Scuola: un tavolo per limitare i tagli

Il Partito democratico comasco presenterà nella prossima seduta della Commissione istruzione provinciale una mozione per ridurre i tagli voluti dalla Finanziaria

 «La manovra finanziaria appena approvata interviene pesantemente sulle dimensioni richieste per dotare le istituzioni scolastiche di autonomia didattica. Infatti, secondo i parametri modificati dal Governo, per il conseguimento dell’autonomia saranno necessari 1.000 iscritti, ridotti a 500 nei comuni montani e nelle isole – spiega la deputata democratica comasca Chiara Braga – Una scelta affrettata e accelerata che, così recepita, oltre a violare il principio stesso di autonomia e di riconoscimento di funzioni concorrenti in materia di istruzione, rischia di creare seri problemi agli istituti scolastici anche comaschi, soprattutto in termini di qualità dell’offerta didattica, di integrazione tra i diversi gradi scolastici, di gestione e programmazione degli organici e delle strutture».

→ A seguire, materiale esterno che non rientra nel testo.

use serde::{Deserialize, Deserializer, Serialize};
use utoipa::ToSchema;

/// Semester pelajaran.
#[derive(Serialize, Deserialize, Debug, Clone, Copy, PartialEq, Eq, Default, ToSchema)]
pub enum Semester {
    /// Semester pertama (first half of the academic year)
    #[default]
    Ganjil,
    /// Semester kedua
    Genap,
}

impl Semester {
    pub fn label(&self) -> &'static str {
        match self {
            Semester::Ganjil => "Ganjil",
            Semester::Genap => "Genap",
        }
    }
}

/// Capaian perkembangan, ordered from lowest to highest.
#[derive(
    Serialize, Deserialize, Debug, Clone, Copy, PartialEq, Eq, PartialOrd, Ord, Default, ToSchema,
)]
pub enum DevelopmentLevel {
    /// Belum Berkembang
    BB,
    /// Mulai Berkembang
    MB,
    /// Berkembang Sesuai Harapan
    #[default]
    BSH,
    /// Berkembang Sangat Baik
    BSB,
}

impl DevelopmentLevel {
    pub const ALL: [DevelopmentLevel; 4] = [
        DevelopmentLevel::BB,
        DevelopmentLevel::MB,
        DevelopmentLevel::BSH,
        DevelopmentLevel::BSB,
    ];

    pub fn code(&self) -> &'static str {
        match self {
            DevelopmentLevel::BB => "BB",
            DevelopmentLevel::MB => "MB",
            DevelopmentLevel::BSH => "BSH",
            DevelopmentLevel::BSB => "BSB",
        }
    }

    pub fn description(&self) -> &'static str {
        match self {
            DevelopmentLevel::BB => "Belum Berkembang",
            DevelopmentLevel::MB => "Mulai Berkembang",
            DevelopmentLevel::BSH => "Berkembang Sesuai Harapan",
            DevelopmentLevel::BSB => "Berkembang Sangat Baik",
        }
    }
}

/// Predikat karakter.
#[derive(
    Serialize, Deserialize, Debug, Clone, Copy, PartialEq, Eq, PartialOrd, Ord, Default, ToSchema,
)]
pub enum CharacterScore {
    #[serde(rename = "Sangat Baik")]
    SangatBaik,
    #[default]
    #[serde(rename = "Baik")]
    Baik,
    #[serde(rename = "Perlu Bimbingan")]
    PerluBimbingan,
}

impl CharacterScore {
    pub const ALL: [CharacterScore; 3] = [
        CharacterScore::SangatBaik,
        CharacterScore::Baik,
        CharacterScore::PerluBimbingan,
    ];

    pub fn label(&self) -> &'static str {
        match self {
            CharacterScore::SangatBaik => "Sangat Baik",
            CharacterScore::Baik => "Baik",
            CharacterScore::PerluBimbingan => "Perlu Bimbingan",
        }
    }
}

/// Nilai kegiatan harian. `B` is the middle rank and the default for new rows.
#[derive(
    Serialize, Deserialize, Debug, Clone, Copy, PartialEq, Eq, PartialOrd, Ord, Default, ToSchema,
)]
pub enum Grade {
    A,
    #[default]
    B,
    C,
}

impl Grade {
    pub const ALL: [Grade; 3] = [Grade::A, Grade::B, Grade::C];

    pub fn letter(&self) -> &'static str {
        match self {
            Grade::A => "A",
            Grade::B => "B",
            Grade::C => "C",
        }
    }
}

#[derive(Serialize, Deserialize, Debug, Clone, PartialEq, Default, ToSchema)]
#[serde(rename_all = "camelCase", default)]
pub struct StudentInfo {
    pub name: String,
    /// NIS / NISN
    pub nis: String,
    /// Tempat, tanggal lahir (free text)
    pub dob: String,
    pub parent_name: String,
    pub address: String,
    pub academic_year: String,
    pub semester: Semester,
    /// Kelompok / usia
    pub group: String,
    /// Embedded photo as a `data:` URL
    #[serde(skip_serializing_if = "Option::is_none")]
    pub photo_url: Option<String>,
}

#[derive(Serialize, Deserialize, Debug, Clone, PartialEq, Default, ToSchema)]
#[serde(rename_all = "camelCase", default)]
pub struct HealthData {
    /// Berat badan (kg)
    pub weight: String,
    /// Tinggi badan (cm)
    pub height: String,
    /// Lingkar kepala (cm)
    pub head_circumference: String,
    pub eyes: String,
    pub ears: String,
    pub teeth: String,
}

/// One row of the CPPA table.
#[derive(Serialize, Deserialize, Debug, Clone, PartialEq, ToSchema)]
pub struct DevelopmentItem {
    pub id: String,
    /// Lingkup perkembangan
    pub scope: String,
    pub description: String,
    pub level: DevelopmentLevel,
}

#[derive(Serialize, Deserialize, Debug, Clone, PartialEq, ToSchema)]
pub struct DailyActivity {
    pub id: String,
    pub activity: String,
    pub indicator: String,
    pub grade: Grade,
    pub note: String,
}

#[derive(Serialize, Deserialize, Debug, Clone, PartialEq, ToSchema)]
pub struct CharacterItem {
    pub id: String,
    pub aspect: String,
    pub score: CharacterScore,
}

/// Day counts. Each count is independent of the others.
#[derive(Serialize, Deserialize, Debug, Clone, Copy, PartialEq, Eq, Default, ToSchema)]
#[serde(default)]
pub struct Attendance {
    pub present: i32,
    pub sick: i32,
    pub permission: i32,
    /// Tanpa keterangan
    pub alpha: i32,
}

#[derive(Serialize, Deserialize, Debug, Clone, PartialEq, ToSchema)]
pub struct Extracurricular {
    pub id: String,
    pub name: String,
    pub grade: String,
    pub note: String,
}

#[derive(Serialize, Deserialize, Debug, Clone, PartialEq, Default, ToSchema)]
#[serde(rename_all = "camelCase", default)]
pub struct SignatureBlock {
    pub principal_name: String,
    pub teacher_name: String,
    /// ISO date (`YYYY-MM-DD`) as typed; rendered in Indonesian when parseable
    pub date: String,
    pub place: String,
}

/// The report being edited. Exactly one lives per session.
#[derive(Serialize, Deserialize, Debug, Clone, PartialEq, Default, ToSchema)]
#[serde(rename_all = "camelCase", default)]
pub struct ReportRecord {
    pub student: StudentInfo,
    pub health: HealthData,
    #[serde(rename = "cppa")]
    pub development_items: Vec<DevelopmentItem>,
    pub daily_activities: Vec<DailyActivity>,
    #[serde(rename = "character")]
    pub character_items: Vec<CharacterItem>,
    pub attendance: Attendance,
    #[serde(rename = "extras")]
    pub extracurriculars: Vec<Extracurricular>,
    pub narrative: String,
    pub teacher_note: String,
    #[serde(flatten)]
    pub signature: SignatureBlock,
}

/// List items addressed by their locally-unique identifier.
pub trait Keyed {
    fn id(&self) -> &str;
}

macro_rules! impl_keyed {
    ($($ty:ty),* $(,)?) => {
        $(impl Keyed for $ty {
            fn id(&self) -> &str {
                &self.id
            }
        })*
    };
}

impl_keyed!(DevelopmentItem, DailyActivity, CharacterItem, Extracurricular);

// ============================================================================
// Partial changes
// ============================================================================

#[derive(Deserialize, Debug, Clone, Default, ToSchema)]
#[serde(rename_all = "camelCase")]
pub struct StudentPatch {
    pub name: Option<String>,
    pub nis: Option<String>,
    pub dob: Option<String>,
    pub parent_name: Option<String>,
    pub address: Option<String>,
    pub academic_year: Option<String>,
    pub semester: Option<Semester>,
    pub group: Option<String>,
    /// Absent keeps the photo, `null` removes it.
    #[serde(default, deserialize_with = "nullable")]
    #[schema(value_type = Option<String>)]
    pub photo_url: Option<Option<String>>,
}

fn nullable<'de, D, T>(deserializer: D) -> Result<Option<Option<T>>, D::Error>
where
    D: Deserializer<'de>,
    T: Deserialize<'de>,
{
    Option::<T>::deserialize(deserializer).map(Some)
}

#[derive(Deserialize, Debug, Clone, Default, ToSchema)]
#[serde(rename_all = "camelCase")]
pub struct HealthPatch {
    pub weight: Option<String>,
    pub height: Option<String>,
    pub head_circumference: Option<String>,
    pub eyes: Option<String>,
    pub ears: Option<String>,
    pub teeth: Option<String>,
}

#[derive(Deserialize, Debug, Clone, Copy, Default, ToSchema)]
pub struct AttendancePatch {
    pub present: Option<i32>,
    pub sick: Option<i32>,
    pub permission: Option<i32>,
    pub alpha: Option<i32>,
}

#[derive(Deserialize, Debug, Clone, Default, ToSchema)]
#[serde(rename_all = "camelCase")]
pub struct SignaturePatch {
    pub principal_name: Option<String>,
    pub teacher_name: Option<String>,
    pub date: Option<String>,
    pub place: Option<String>,
}

/// Free-text sections D and H.
#[derive(Deserialize, Debug, Clone, Default, ToSchema)]
#[serde(rename_all = "camelCase")]
pub struct TextsPatch {
    pub narrative: Option<String>,
    pub teacher_note: Option<String>,
}

#[derive(Deserialize, Debug, Clone, Default, ToSchema)]
pub struct DevelopmentItemPatch {
    pub scope: Option<String>,
    pub description: Option<String>,
    pub level: Option<DevelopmentLevel>,
}

#[derive(Deserialize, Debug, Clone, Default, ToSchema)]
pub struct DailyActivityPatch {
    pub activity: Option<String>,
    pub indicator: Option<String>,
    pub grade: Option<Grade>,
    pub note: Option<String>,
}

#[derive(Deserialize, Debug, Clone, Default, ToSchema)]
pub struct CharacterItemPatch {
    pub aspect: Option<String>,
    pub score: Option<CharacterScore>,
}

#[derive(Deserialize, Debug, Clone, Default, ToSchema)]
pub struct ExtracurricularPatch {
    pub name: Option<String>,
    pub grade: Option<String>,
    pub note: Option<String>,
}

«Che senso ha parlare di autonomia quando, come nella nostra provincia, 32 istituti su 74 non hanno un dirigente titolare, il che significa che 64 istituti su 74, la quasi totalità, avranno l’anno prossimo un dirigente a metà tempo? – si chiede l’ex parlamentare e responsabile del Forum scuola del Pd comasco Rosalba Benzoni – Secondo la manovra infatti, non sarà più assegnato il dirigente a tutti quegli istituti comprensivi con un numero di alunni inferiore a 500 unità, ridotto a 300 per quelle istituzioni site nei comuni montani e nelle piccole isole, ma sarà individuato un reggente con incarico già in altre scuole».

«Il Pd presenterà una mozione affinché La Provincia istituisca al più presto possibile un tavolo tecnico che veda la presenza di tutte le istituzioni, a partire dai sindaci dei Comuni comaschi – annuncia la consigliera provinciale del Pd Maria Rita Livio –. Sarebbe buona cosa che partecipasse una volta tanto anche l’assessore regionale, perché non è possibile che si applichino sempre a testa bassa tutte le indicazioni, anche quelle contraddittorie, che arrivano dall’alto». «Occorre raccordarsi con tutti i soggetti interessati – conclude la consigliera –, a partire dall’ufficio Scolastico provinciale, per proporre una rete di offerta formativa che vada incontro all’esigenza delle scuole dei territori comaschi, per raccogliere le eventuali criticità del territorio e per esaminare la grave situazione di carenza di dirigenti scolastici lariani».